** THE TASK **
Every record below, from first to last: print it exactly as shown.

§

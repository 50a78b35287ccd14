//! Per-request cancellation tokens.
//!
//! Each fetch gets a fresh [`CancelToken`] carrying a monotonically
//! increasing id. Superseding a request cancels its token; the fetcher also
//! compares ids so a result that slips through after cancellation is still
//! discarded.

use std::sync::Arc;
use std::sync::atomic::{AtomicBool, Ordering};

use tokio::sync::Notify;

#[derive(Debug)]
struct Inner {
    id: u64,
    cancelled: AtomicBool,
    notify: Notify,
}

/// Cooperative cancellation signal for a single request.
///
/// Clones share state: cancelling any clone cancels them all.
#[derive(Debug, Clone)]
pub struct CancelToken {
    inner: Arc<Inner>,
}

impl CancelToken {
    #[must_use]
    pub fn new(id: u64) -> Self {
        Self {
            inner: Arc::new(Inner {
                id,
                cancelled: AtomicBool::new(false),
                notify: Notify::new(),
            }),
        }
    }

    /// The request id this token was issued for.
    #[must_use]
    pub fn id(&self) -> u64 {
        self.inner.id
    }

    /// Signals cancellation. Idempotent.
    pub fn cancel(&self) {
        if !self.inner.cancelled.swap(true, Ordering::SeqCst) {
            self.inner.notify.notify_waiters();
        }
    }

    #[must_use]
    pub fn is_cancelled(&self) -> bool {
        self.inner.cancelled.load(Ordering::SeqCst)
    }

    /// Resolves once [`Self::cancel`] has been called.
    pub async fn cancelled(&self) {
        loop {
            // Register before checking the flag so a concurrent cancel()
            // cannot slip between the check and the await.
            let notified = self.inner.notify.notified();
            if self.is_cancelled() {
                return;
            }
            notified.await;
        }
    }
}

#[cfg(test)]
mod tests {
    use super::*;

    #[test]
    fn cancel_is_shared_across_clones() {
        let token = CancelToken::new(7);
        let clone = token.clone();
        assert!(!clone.is_cancelled());
        token.cancel();
        token.cancel();
        assert!(clone.is_cancelled());
        assert_eq!(clone.id(), 7);
    }

    #[tokio::test]
    async fn cancelled_resolves_after_cancel() {
        let token = CancelToken::new(1);
        let waiter = token.clone();
        let handle = tokio::spawn(async move { waiter.cancelled().await });
        tokio::task::yield_now().await;
        token.cancel();
        tokio::time::timeout(std::time::Duration::from_secs(1), handle)
            .await
            .expect("cancelled() did not resolve")
            .unwrap();
    }

    #[tokio::test]
    async fn cancelled_resolves_immediately_when_already_cancelled() {
        let token = CancelToken::new(1);
        token.cancel();
        token.cancelled().await;
    }
}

§

** ANSWER BOX **
repository 50a78b35287ccd14
//! Per-request cancellation tokens.
//!
//! Each fetch gets a fresh [`CancelToken`] carrying a monotonically
//! increasing id. Superseding a request cancels its token; the fetcher also
//! compares ids so a result that slips through after cancellation is still
//! discarded.

use std::sync::Arc;
use std::sync::atomic::{AtomicBool, Ordering};

use tokio::sync::Notify;

#[derive(Debug)]
struct Inner {
    id: u64,
    cancelled: AtomicBool,
    notify: Notify,
}

/// Cooperative cancellation signal for a single request.
///
/// Clones share state: cancelling any clone cancels them all.
#[derive(Debug, Clone)]
pub struct CancelToken {
    inner: Arc<Inner>,
}

impl CancelToken {
    #[must_use]
    pub fn new(id: u64) -> Self {
        Self {
            inner: Arc::new(Inner {
                id,
                cancelled: AtomicBool::new(false),
                notify: Notify::new(),
            }),
        }
    }

    /// The request id this token was issued for.
    #[must_use]
    pub fn id(&self) -> u64 {
        self.inner.id
    }

    /// Signals cancellation. Idempotent.
    pub fn cancel(&self) {
        if !self.inner.cancelled.swap(true, Ordering::SeqCst) {
            self.inner.notify.notify_waiters();
        }
    }

    #[must_use]
    pub fn is_cancelled(&self) -> bool {
        self.inner.cancelled.load(Ordering::SeqCst)
    }

    /// Resolves once [`Self::cancel`] has been called.
    pub async fn cancelled(&self) {
        loop {
            // Register before checking the flag so a concurrent cancel()
            // cannot slip between the check and the await.
            let notified = self.inner.notify.notified();
            if self.is_cancelled() {
                return;
            }
            notified.await;
        }
    }
}

#[cfg(test)]
mod tests {
    use super::*;

    #[test]
    fn cancel_is_shared_across_clones() {
        let token = CancelToken::new(7);
        let clone = token.clone();
        assert!(!clone.is_cancelled());
        token.cancel();
        token.cancel();
        assert!(clone.is_cancelled());
        assert_eq!(clone.id(), 7);
    }

    #[tokio::test]
    async fn cancelled_resolves_after_cancel() {
        let token = CancelToken::new(1);
        let waiter = token.clone();
        let handle = tokio::spawn(async move { waiter.cancelled().await });
        tokio::task::yield_now().await;
        token.cancel();
        tokio::time::timeout(std::time::Duration::from_secs(1), handle)
            .await
            .expect("cancelled() did not resolve")
            .unwrap();
    }

    #[tokio::test]
    async fn cancelled_resolves_immediately_when_already_cancelled() {
        let token = CancelToken::new(1);
        token.cancel();
        token.cancelled().await;
    }
}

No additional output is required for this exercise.